Sample preparation – Ginseng roots (Panax ginseng C.A. Meyer cv. Chunpoong) were prepared as previously described.¹⁷ The tap roots from five- and six-year-old P. ginseng were used for GIPC extraction according to a method adapted from Markham and Jaworski.¹¹ Briefly, freeze-dried powder was sieved using a 200 mesh sieve. An accurately weighed 30 mg sample of dry powder was weighed into a 10 mL glass centrifuge tube, to which 3 mL extraction solvent [isopropanol/hexane/water (55:20:25, v/v/v)] was added. The tubes were capped and vortexed for 10 s, sonicated for 10 min, and then incubated at 60°C for 15 min. After centrifugation at 500 g for 10 min, the supernatant was decanted to a second tube and the pellet was extracted once more with 3 mL extraction solvent. After a second incubation at 60°C for 15 min and centrifugation as before, the supernatants were combined and dried under a stream of nitrogen. The dried extract was dissolved in 1 mL reconstitution solvent [acetonitrile/water (95:5, v/v)]. This was then spun at 500 g for 10 min to remove any insoluble material and passed through a 0.2 μm PTFE syringe filter (Whatman, Maidstone, UK), 0.4 mL of the filtrate was then evaporated under nitrogen gas. Dried lipid extracts were dissolved in 0.4 mL of acetonitrile/water (95:5, v/v) containing 10 mM ammonium acetate buffer solution, and 40 μL of this solution was loaded into a 96 well plate (Eppendorf, Hamburg, Germany) and sealed with aluminum foil (Eppendorf).

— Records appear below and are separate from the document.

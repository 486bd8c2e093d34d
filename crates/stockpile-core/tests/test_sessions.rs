//! Integration tests for transfer sessions driven by the engine clock.
//!
//! Exercises: spawn → enter_zone → update → events, with production cycles,
//! sessions and placement settles interleaving on one timeline.

use std::collections::HashSet;

use hecs::Entity;
use rand::rngs::StdRng;
use rand::{Rng, SeedableRng};
use stockpile_core::prelude::*;
use stockpile_logic::config::{CarrierConfig, UnitConfig};
use stockpile_logic::production::UnitStatus;
use stockpile_logic::recipe::Recipe;
use stockpile_logic::resources::{ResourceId, ResourceKind};
use stockpile_logic::transfer::SessionEnd;

use ResourceKind::{Resource1 as A, Resource2 as B, Resource3 as C};

// ── Helpers ────────────────────────────────────────────────────────────

fn init_logging() {
    let _ = env_logger::builder().is_test(true).try_init();
}

fn warehouse() -> UnitConfig {
    UnitConfig {
        name: "Warehouse".into(),
        supply_capacity: 5,
        production_capacity: 3,
        recipe: Recipe::new(vec![A, A, B]),
        output: C,
        ..UnitConfig::default()
    }
}

fn generator(name: &str, output: ResourceKind) -> UnitConfig {
    UnitConfig {
        name: name.into(),
        recipe: Recipe::default(),
        output,
        cycle_interval: 1.0,
        ..UnitConfig::default()
    }
}

fn player(capacity: usize, items: &[ResourceKind]) -> CarrierConfig {
    CarrierConfig {
        capacity,
        starting_items: items.to_vec(),
        ..CarrierConfig::default()
    }
}

/// Advance in 100 ms frames so every intermediate state is observed.
fn run_for(engine: &mut SimulationEngine, ms: u64, mut check: impl FnMut(&SimulationEngine)) {
    for _ in 0..ms / 100 {
        engine.advance(100);
        check(engine);
    }
}

fn session_end(events: &[SimEvent], actor: Entity) -> Option<SessionEnd> {
    events.iter().find_map(|e| match e {
        SimEvent::SessionEnded { actor: a, reason, .. } if *a == actor => Some(*reason),
        _ => None,
    })
}

fn kinds(items: &[stockpile_logic::resources::Resource]) -> Vec<ResourceKind> {
    items.iter().map(|r| r.kind).collect()
}

// ── Scenarios ──────────────────────────────────────────────────────────

#[test]
fn deposit_then_produce() {
    init_logging();
    let mut engine = SimulationEngine::new();
    let building = engine.spawn_building(warehouse()).unwrap();
    let actor = engine.spawn_actor(player(5, &[A, A, B])).unwrap();
    assert_eq!(engine.status(building).unwrap(), UnitStatus::NoSupplies);

    engine.enter_zone(actor, building, Zone::Receive).unwrap();
    run_for(&mut engine, 4_000, |e| {
        assert!(e.supply_contents(building).unwrap().len() <= 5);
    });

    let events = engine.drain_events();
    assert_eq!(session_end(&events, actor), Some(SessionEnd::BackpackEmpty));
    assert!(engine.active_session(actor).is_none());
    assert!(engine.backpack_contents(actor).unwrap().is_empty());
    assert!(engine.supply_contents(building).unwrap().is_empty());

    let products = engine.production_contents(building).unwrap();
    assert_eq!(kinds(&products), vec![C]);
    assert!(!products[0].in_transit());
    assert_eq!(engine.status_line(building).unwrap(), "Warehouse: ok");

    let consumed: usize = events
        .iter()
        .map(|e| match e {
            SimEvent::ItemsConsumed { items, .. } => items.len(),
            _ => 0,
        })
        .sum();
    assert_eq!(consumed, 3);
}

#[test]
fn missing_input_keeps_supply() {
    let mut engine = SimulationEngine::new();
    let building = engine.spawn_building(warehouse()).unwrap();
    let actor = engine.spawn_actor(player(5, &[A, B])).unwrap();

    engine.enter_zone(actor, building, Zone::Receive).unwrap();
    run_for(&mut engine, 4_000, |_| {});

    assert_eq!(engine.status(building).unwrap(), UnitStatus::NoSupplies);
    assert_eq!(engine.supply_contents(building).unwrap().len(), 2);
    assert!(engine.production_contents(building).unwrap().is_empty());
}

#[test]
fn deposit_leaves_unaccepted_items() {
    let mut engine = SimulationEngine::new();
    let building = engine
        .spawn_building(UnitConfig {
            recipe: Recipe::new(vec![A]),
            ..warehouse()
        })
        .unwrap();
    let actor = engine.spawn_actor(player(2, &[A, B])).unwrap();

    engine.enter_zone(actor, building, Zone::Receive).unwrap();
    run_for(&mut engine, 1_000, |_| {});

    let events = engine.drain_events();
    assert_eq!(session_end(&events, actor), Some(SessionEnd::NothingAcceptable));
    assert_eq!(kinds(&engine.backpack_contents(actor).unwrap()), vec![B]);
}

#[test]
fn cancelled_withdraw_loses_nothing() {
    init_logging();
    let mut engine = SimulationEngine::new();
    let mine = engine.spawn_building(generator("Mine", C)).unwrap();
    let actor = engine.spawn_actor(player(3, &[])).unwrap();

    engine.advance(2_500);
    engine.enter_zone(actor, mine, Zone::Release).unwrap();
    engine.advance(0);
    assert_eq!(engine.backpack_contents(actor).unwrap().len(), 1);
    assert!(engine.backpack_contents(actor).unwrap()[0].in_transit());

    // leave between two session ticks
    engine.advance(200);
    assert!(engine.exit_zone(actor).unwrap());
    assert!(!engine.exit_zone(actor).unwrap());
    engine.advance(3_000);

    let backpack = engine.backpack_contents(actor).unwrap();
    let production = engine.production_contents(mine).unwrap();
    assert_eq!(backpack.len(), 1);
    assert!(backpack.iter().chain(&production).all(|r| !r.in_transit()));
    assert_eq!(engine.in_flight(), 0);

    let events = engine.drain_events();
    let produced = events
        .iter()
        .filter(|e| matches!(e, SimEvent::ItemProduced { .. }))
        .count();
    assert_eq!(backpack.len() + production.len(), produced);
    assert_eq!(session_end(&events, actor), Some(SessionEnd::Cancelled));

    let ids: HashSet<ResourceId> = backpack.iter().chain(&production).map(|r| r.id).collect();
    assert_eq!(ids.len(), produced, "no item is in two containers");

    assert!(engine.release_resource(mine).unwrap().is_some());
}

#[test]
fn two_actors_never_overfill_supply() {
    let mut engine = SimulationEngine::new();
    let building = engine
        .spawn_building(UnitConfig {
            supply_capacity: 2,
            recipe: Recipe::new(vec![A, A]),
            cycle_interval: 100.0,
            poll_interval: 50.0,
            ..warehouse()
        })
        .unwrap();
    let first = engine.spawn_actor(player(2, &[A, A])).unwrap();
    let second = engine.spawn_actor(player(2, &[A, A])).unwrap();

    engine.enter_zone(first, building, Zone::Receive).unwrap();
    engine.enter_zone(second, building, Zone::Receive).unwrap();
    run_for(&mut engine, 5_000, |e| {
        let held = e.supply_contents(building).unwrap().len()
            + e.backpack_contents(first).unwrap().len()
            + e.backpack_contents(second).unwrap().len();
        assert_eq!(held, 4);
        assert!(e.supply_contents(building).unwrap().len() <= 2);
    });

    assert_eq!(engine.supply_contents(building).unwrap().len(), 2);
    // acceptable items remain, so both keep retrying
    assert!(engine.active_session(first).is_some());
    assert!(engine.active_session(second).is_some());
}

#[test]
fn reentering_replaces_session() {
    let mut engine = SimulationEngine::new();
    let building = engine.spawn_building(warehouse()).unwrap();
    let actor = engine.spawn_actor(player(2, &[])).unwrap();

    engine.enter_zone(actor, building, Zone::Receive).unwrap();
    engine.enter_zone(actor, building, Zone::Release).unwrap();
    assert_eq!(
        engine.active_session(actor),
        Some((building, Zone::Release.direction()))
    );
    let events = engine.drain_events();
    assert_eq!(session_end(&events, actor), Some(SessionEnd::Cancelled));

    // the cancelled deposit never runs, so no BackpackEmpty end is reported
    engine.advance(1_000);
    assert!(session_end(&engine.drain_events(), actor).is_none());
}

#[test]
fn destroyed_building_ends_sessions_and_settles_outgoing() {
    let mut engine = SimulationEngine::new();
    let mine = engine.spawn_building(generator("Mine", C)).unwrap();
    let actor = engine.spawn_actor(player(3, &[])).unwrap();

    engine.advance(1_500);
    engine.enter_zone(actor, mine, Zone::Release).unwrap();
    engine.advance(0);
    assert!(engine.backpack_contents(actor).unwrap()[0].in_transit());

    engine.destroy_building(mine).unwrap();
    assert_eq!(engine.building_count(), 0);
    assert_eq!(
        session_end(&engine.drain_events(), actor),
        Some(SessionEnd::UnitGone)
    );

    engine.advance(2_000);
    let backpack = engine.backpack_contents(actor).unwrap();
    assert_eq!(backpack.len(), 1);
    assert!(!backpack[0].in_transit());
    assert_eq!(engine.pending_tasks(), 0);
    assert!(engine.destroy_building(mine).is_err());
}

#[test]
fn deposit_below_settling_item_retargets_it() {
    let mut engine = SimulationEngine::new();
    let mine = engine.spawn_building(generator("Mine", C)).unwrap();
    let smelter = engine
        .spawn_building(UnitConfig {
            name: "Smelter".into(),
            recipe: Recipe::new(vec![A]),
            ..warehouse()
        })
        .unwrap();
    let actor = engine.spawn_actor(player(3, &[A, B])).unwrap();

    engine.advance(1_000);
    engine.enter_zone(actor, mine, Zone::Release).unwrap();
    engine.advance(0);
    let collected = engine
        .drain_events()
        .into_iter()
        .find_map(|e| match e {
            SimEvent::TransferStarted { placement, to, slot, .. }
                if to == ContainerRef::backpack(actor) =>
            {
                Some((placement, slot))
            }
            _ => None,
        })
        .unwrap();
    assert_eq!(collected.1, 2);

    engine.enter_zone(actor, smelter, Zone::Receive).unwrap();
    engine.advance(0);
    let events = engine.drain_events();
    assert!(events.iter().any(|e| matches!(
        e,
        SimEvent::PlacementRetargeted { placement, slot: 1, .. } if *placement == collected.0
    )));
    assert_eq!(engine.placement(collected.0).unwrap().slot, 1);
    assert_eq!(kinds(&engine.backpack_contents(actor).unwrap()), vec![B, C]);
}

// ── Randomized traffic ────────────────────────────────────────────────

#[test]
fn random_zone_traffic_conserves_items() {
    let mut rng = StdRng::seed_from_u64(11);
    let mut engine = SimulationEngine::new();
    let buildings = [
        engine.spawn_building(generator("Quarry", A)).unwrap(),
        engine.spawn_building(generator("Forest", B)).unwrap(),
        engine.spawn_building(warehouse()).unwrap(),
    ];
    let actors = [
        engine.spawn_actor(player(3, &[A])).unwrap(),
        engine.spawn_actor(player(2, &[])).unwrap(),
    ];
    let mut produced = 0usize;
    let mut consumed = 0usize;

    for _ in 0..800 {
        let actor = actors[rng.gen_range(0..actors.len())];
        match rng.gen_range(0..4) {
            0 => {
                engine.exit_zone(actor).unwrap();
            }
            1 => {}
            _ => {
                let building = buildings[rng.gen_range(0..buildings.len())];
                let zone = if rng.gen_bool(0.5) { Zone::Receive } else { Zone::Release };
                engine.enter_zone(actor, building, zone).unwrap();
            }
        }
        engine.advance(rng.gen_range(0..400));

        for event in engine.drain_events() {
            match event {
                SimEvent::ItemProduced { .. } => produced += 1,
                SimEvent::ItemsConsumed { items, .. } => consumed += items.len(),
                _ => {}
            }
        }

        let mut held = Vec::new();
        for &b in &buildings {
            let supply = engine.supply_contents(b).unwrap();
            let production = engine.production_contents(b).unwrap();
            assert!(supply.len() <= 5);
            assert!(production.len() <= 3);
            held.extend(supply);
            held.extend(production);
        }
        for &a in &actors {
            let backpack = engine.backpack_contents(a).unwrap();
            assert!(backpack.len() <= engine.backpack_capacity(a).unwrap());
            held.extend(backpack);
        }

        assert_eq!(held.len(), 1 + produced - consumed);
        let locked = held.iter().filter(|r| r.in_transit()).count();
        assert_eq!(locked, engine.in_flight());
        let ids: HashSet<ResourceId> = held.iter().map(|r| r.id).collect();
        assert_eq!(ids.len(), held.len());
    }
}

Analysis of GIPCs – Lipids were analyzed in positive ion mode on a linear ion-trap mass spectrometer (LTQ-XL, ThermoFisher Scientific, San Jose, CA, USA) equipped with an automated nanoinfusion/nanospray source (TriVersa NanoMate System, Advion Biosciences, Ithaca, NY, USA). The ionization voltage and gas pressure were set to 1.4 kV and 0.4 psi, respectively. The ion source was controlled using Chipsoft software (version 8.3.1, Advion Biosciences). The 96 well plate was placed on a NanoMate cooling plate set to 4°C. Ten microliters of each sample was aspirated and infused into a mass spectrometer via an Advion ESI chip with 5.5 μm (inner diameter) emitter nozzles. The samples were analyzed in triplicate by nanoESI-MSⁿ. To eliminate potential bias associated with analysis order, the analysis sequence of the samples was randomized.

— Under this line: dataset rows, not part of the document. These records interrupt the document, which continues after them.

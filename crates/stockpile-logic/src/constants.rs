//! Default timings and capacities.
//!
//! Configuration is authored in seconds; the model schedules in whole
//! milliseconds so repeated waits never drift.

/// Timings in seconds
pub mod timing {
    /// Wait between production passes
    pub const CYCLE_INTERVAL: f32 = 3.0;
    /// Wait after a pass that found no supplies
    pub const SUPPLY_POLL_INTERVAL: f32 = 0.1;
    /// How long a placed item stays in transit
    pub const SETTLE_TIME: f32 = 1.0;
    /// Wait between two transfer attempts of a session
    pub const TRANSFER_INTERVAL: f32 = 0.5;
}

pub mod capacity {
    pub const SUPPLY: usize = 5;
    pub const PRODUCTION: usize = 3;
    pub const BACKPACK: usize = 5;
}

/// Seconds → whole milliseconds (negative values clamp to 0).
pub fn secs_to_ms(secs: f32) -> u64 {
    (secs.max(0.0) * 1000.0).round() as u64
}

#[cfg(test)]
mod tests {
    use super::*;

    #[test]
    fn test_secs_to_ms_rounds() {
        assert_eq!(secs_to_ms(0.1), 100);
        assert_eq!(secs_to_ms(timing::CYCLE_INTERVAL), 3000);
        assert_eq!(secs_to_ms(0.0004), 0);
        assert_eq!(secs_to_ms(-2.0), 0);
    }

    #[test]
    fn test_poll_is_shorter_than_cycle() {
        assert!(timing::SUPPLY_POLL_INTERVAL < timing::CYCLE_INTERVAL);
    }
}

Full-scan spectra were collected in mass-to-charge ratio (m/z) ranges of 1100–1400 using the positive ion mode. The mass spectrum of each sample was acquired in profile mode over a 2 min period. The capillary temperature was set to 200°C and the capillary and tube-lens voltages were set to 31 V and 250 V, respectively, in positive-ion mode. The target automatic-gain-control values for full MS and multistage MS were 30,000 and 1,000, respectively. To identify GIPCs, candidate molecule ions ([M+H]⁺) in the lipid extract were subjected to product ion MS/MS scanning. The normalized collision energy was set to 50%, with an isolated width of 1.5 m/z units and a charge state of 1.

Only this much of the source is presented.